Vocational and Trade School Changes and Trends

For people seeking employment in a skilled trade or an occupation requiring mid- or high-level skills, vocational and trade schools are a great option. The skilled trades include construction management, allied health professions, transportation and logistics, web development, and IT support.

These careers can be stable and lucrative. According to the Bureau of Labor Statistics (BLS), many of the fastest-growing career fields are skilled trades. Technology development, public policy initiatives, and growing respect for applied careers influence the emergence of new vocational and trade career opportunities.

Preparing for a skilled trade typically means enrolling in a vocational or trade school, which usually requires 1-3 years of study while only costing about 25% of a traditional college education.


Read the Specifics: How Schools Have Changed | Reasons Behind Shifting Trends | Why Trends Matter | Emerging Careers | FAQs


What Are Vocational and Trade Schools?

While four-year colleges require a broad curriculum covering multiple subjects, vocational and trade schools emphasize a career-focused education. Most trade schools offer hands-on education, while vocational institutions incorporate classroom learning into their curricula.

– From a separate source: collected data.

use crate::api::post_comment;
use crate::components::error_message;
use leptos::prelude::*;
use leptos::task::spawn_local;
use neighborly_app::domain::limits::MAX_COMMENT_CHARS;
use neighborly_app::domain::Comment;
use uuid::Uuid;

#[component]
pub fn CommentComposer(
    need_id: Uuid,
    #[prop(optional)] parent_id: Option<Uuid>,
    on_posted: Callback<Comment>,
) -> impl IntoView {
    let content = RwSignal::new(String::new());
    let sending = RwSignal::new(false);
    let error = RwSignal::new(None::<String>);

    let remaining = move || MAX_COMMENT_CHARS as i64 - content.with(|c| c.chars().count()) as i64;
    let blank = move || content.with(|c| c.trim().is_empty());

    let submit = move |ev: leptos::ev::SubmitEvent| {
        ev.prevent_default();
        if sending.get_untracked() || blank() {
            return;
        }
        sending.set(true);
        let text = content.get_untracked();

        spawn_local(async move {
            let result = post_comment(need_id, parent_id, text).await;
            sending.set(false);
            match result {
                Ok(comment) => {
                    content.set(String::new());
                    error.set(None);
                    on_posted.run(comment);
                }
                Err(e) => error.set(Some(error_message(&e))),
            }
        });
    };

    let placeholder = if parent_id.is_some() { "Write a reply..." } else { "Add a comment..." };

    view! {
        <form class="composer" on:submit=submit>
            <textarea
                class="composer__input"
                placeholder=placeholder
                maxlength=MAX_COMMENT_CHARS
                prop:value=move || content.get()
                on:input=move |ev| content.set(event_target_value(&ev))
            ></textarea>
            <div class="composer__footer">
                <span class="composer__remaining" class:composer__remaining--over=move || remaining() < 0>
                    {remaining}
                </span>
                <button type="submit" class="composer__submit" disabled=move || sending.get() || blank()>
                    {move || if sending.get() { "Posting..." } else { "Post" }}
                </button>
            </div>
            {move || error.get().map(|message| view! { <p class="composer__error">{message}</p> })}
        </form>
    }
}
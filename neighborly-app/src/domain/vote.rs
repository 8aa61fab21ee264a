use serde::{Deserialize, Serialize};

#[derive(Debug, Clone, Copy, PartialEq, Eq, Hash, Serialize, Deserialize)]
#[serde(rename_all = "lowercase")]
pub enum VoteDirection {
    Up,
    Down,
}

/// Something that carries an up/down counter pair.
#[derive(Debug, Clone, Copy, PartialEq, Eq, Hash, Serialize, Deserialize)]
#[serde(tag = "kind", content = "id", rename_all = "lowercase")]
pub enum VoteTarget {
    Need(uuid::Uuid),
    Comment(uuid::Uuid),
}

impl VoteTarget {
    pub fn id(&self) -> uuid::Uuid {
        match self {
            Self::Need(id) | Self::Comment(id) => *id,
        }
    }

    pub fn kind(&self) -> &'static str {
        match self {
            Self::Need(_) => "need",
            Self::Comment(_) => "comment",
        }
    }
}

#[derive(Debug, Clone, Copy, Default, PartialEq, Eq, Serialize, Deserialize)]
pub struct VoteCounts {
    pub upvotes: i32,
    pub downvotes: i32,
}

impl VoteCounts {
    pub fn new(upvotes: i32, downvotes: i32) -> Self {
        Self { upvotes, downvotes }
    }

    pub fn net(&self) -> i64 {
        i64::from(self.upvotes) - i64::from(self.downvotes)
    }

    /// Counters after one more vote in `direction`.
    pub fn with_vote(self, direction: VoteDirection) -> Self {
        match direction {
            VoteDirection::Up => Self {
                upvotes: self.upvotes.saturating_add(1),
                ..self
            },
            VoteDirection::Down => Self {
                downvotes: self.downvotes.saturating_add(1),
                ..self
            },
        }
    }
}

#[cfg(test)]
mod tests {
    use super::*;

    #[test]
    fn test_with_vote_touches_one_counter() {
        let counts = VoteCounts::new(7, 2);
        assert_eq!(counts.with_vote(VoteDirection::Up), VoteCounts::new(8, 2));
        assert_eq!(counts.with_vote(VoteDirection::Down), VoteCounts::new(7, 3));
    }

    #[test]
    fn test_net_does_not_overflow() {
        let counts = VoteCounts::new(i32::MIN, i32::MAX);
        assert_eq!(counts.net(), i64::from(i32::MIN) - i64::from(i32::MAX));
    }
}
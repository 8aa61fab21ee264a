//! The data backend contract: row storage plus change notifications.

use crate::domain::{
    Comment, ContentRef, Need, NeedFilter, Report, ReportStatus, TrashedItem, User, VoteCounts,
    VoteDirection, VoteTarget,
};
use async_trait::async_trait;
use chrono::{DateTime, Utc};
use neighborly_errors::AppError;
use tokio::sync::broadcast;
use uuid::Uuid;

pub(crate) const CHANGE_CHANNEL_CAPACITY: usize = 256;
const TRASH_SUMMARY_CHARS: usize = 80;

#[derive(Debug, Clone, Copy, PartialEq, Eq, Hash)]
pub enum Table {
    Needs,
    Comments,
    Users,
    Reports,
}

#[derive(Debug, Clone, Copy, PartialEq, Eq)]
pub enum ChangeKind {
    Insert,
    Update,
    Delete,
    /// Notifications were dropped; anything may have changed.
    Lagged,
}

#[derive(Debug, Clone, Copy, PartialEq, Eq)]
pub struct ChangeEvent {
    pub table: Table,
    pub kind: ChangeKind,
    pub id: Option<Uuid>,
}

impl ChangeEvent {
    pub fn new(table: Table, kind: ChangeKind, id: Uuid) -> Self {
        Self {
            table,
            kind,
            id: Some(id),
        }
    }
}

/// Change notifications for one table. Dropping it unsubscribes.
pub struct ChangeStream {
    table: Table,
    rx: broadcast::Receiver<ChangeEvent>,
}

impl ChangeStream {
    pub fn new(table: Table, rx: broadcast::Receiver<ChangeEvent>) -> Self {
        Self { table, rx }
    }

    /// Next change to this stream's table, or `None` once the backend is gone.
    pub async fn next(&mut self) -> Option<ChangeEvent> {
        loop {
            match self.rx.recv().await {
                Ok(event) if event.table == self.table => return Some(event),
                Ok(_) => continue,
                Err(broadcast::error::RecvError::Lagged(missed)) => {
                    tracing::warn!(table = ?self.table, missed, "change stream lagged");
                    return Some(ChangeEvent {
                        table: self.table,
                        kind: ChangeKind::Lagged,
                        id: None,
                    });
                }
                Err(broadcast::error::RecvError::Closed) => return None,
            }
        }
    }
}

#[async_trait]
pub trait DataBackend: Send + Sync {
    /// Live needs matching `filter`, newest first.
    async fn list_needs(&self, filter: &NeedFilter) -> Result<Vec<Need>, AppError>;

    /// A need by id, soft-deleted or not.
    async fn find_need(&self, id: Uuid) -> Result<Option<Need>, AppError>;

    async fn insert_need(&self, need: Need) -> Result<Need, AppError>;

    /// Live comments of a need, oldest first.
    async fn list_comments(&self, need_id: Uuid) -> Result<Vec<Comment>, AppError>;

    async fn find_comment(&self, id: Uuid) -> Result<Option<Comment>, AppError>;

    async fn insert_comment(&self, comment: Comment) -> Result<Comment, AppError>;

    /// Adds one vote in a single atomic step and returns the stored counters.
    /// Fails with `NotFound` for missing or soft-deleted targets.
    async fn increment_vote(&self, target: VoteTarget, direction: VoteDirection) -> Result<VoteCounts, AppError>;

    /// Sets or clears the soft-delete marker.
    async fn set_deleted(&self, target: ContentRef, at: Option<DateTime<Utc>>) -> Result<(), AppError>;

    /// Removes a row for good, together with rows that depend on it.
    async fn purge(&self, target: ContentRef) -> Result<(), AppError>;

    /// Soft-deleted needs and comments, most recently deleted first.
    async fn list_trash(&self) -> Result<Vec<TrashedItem>, AppError>;

    async fn find_user(&self, id: Uuid) -> Result<Option<User>, AppError>;

    async fn upsert_user(&self, user: User) -> Result<User, AppError>;

    async fn insert_report(&self, report: Report) -> Result<Report, AppError>;

    /// Reports, newest first.
    async fn list_reports(&self, status: Option<ReportStatus>) -> Result<Vec<Report>, AppError>;

    async fn find_recent_report(
        &self,
        reporter_id: Uuid,
        target: ContentRef,
        since: DateTime<Utc>,
    ) -> Result<Option<Report>, AppError>;

    async fn set_report_status(&self, id: Uuid, status: ReportStatus) -> Result<Report, AppError>;

    fn subscribe(&self, table: Table) -> ChangeStream;
}

pub(crate) fn trash_summary(text: &str) -> String {
    let mut summary: String = text.chars().take(TRASH_SUMMARY_CHARS).collect();
    if text.chars().count() > TRASH_SUMMARY_CHARS {
        summary.push('…');
    }
    summary
}

pub(crate) fn not_deletable(target: ContentRef) -> AppError {
    AppError::invalid(format!("{} records cannot be soft-deleted", target.kind()))
}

Students in vocational or training schools often study full time for 1-2 years to prepare for careers in technology, healthcare, transportation, and manufacturing. Dental hygienists, medical laboratory technicians, web designers, elevator installers, production engineers, and air traffic controllers earn degrees from vocational schools.

How Vocational and Trade Schools Have Changed

The first modern trade school opened in 1881 in New York. Agricultural education fueled the growth of vocational training for the next three decades. After World War I, trade and vocational school enrollment exploded as returning soldiers needed skills for the civilian job market. Many veteran students became plumbers, electricians, or factory workers.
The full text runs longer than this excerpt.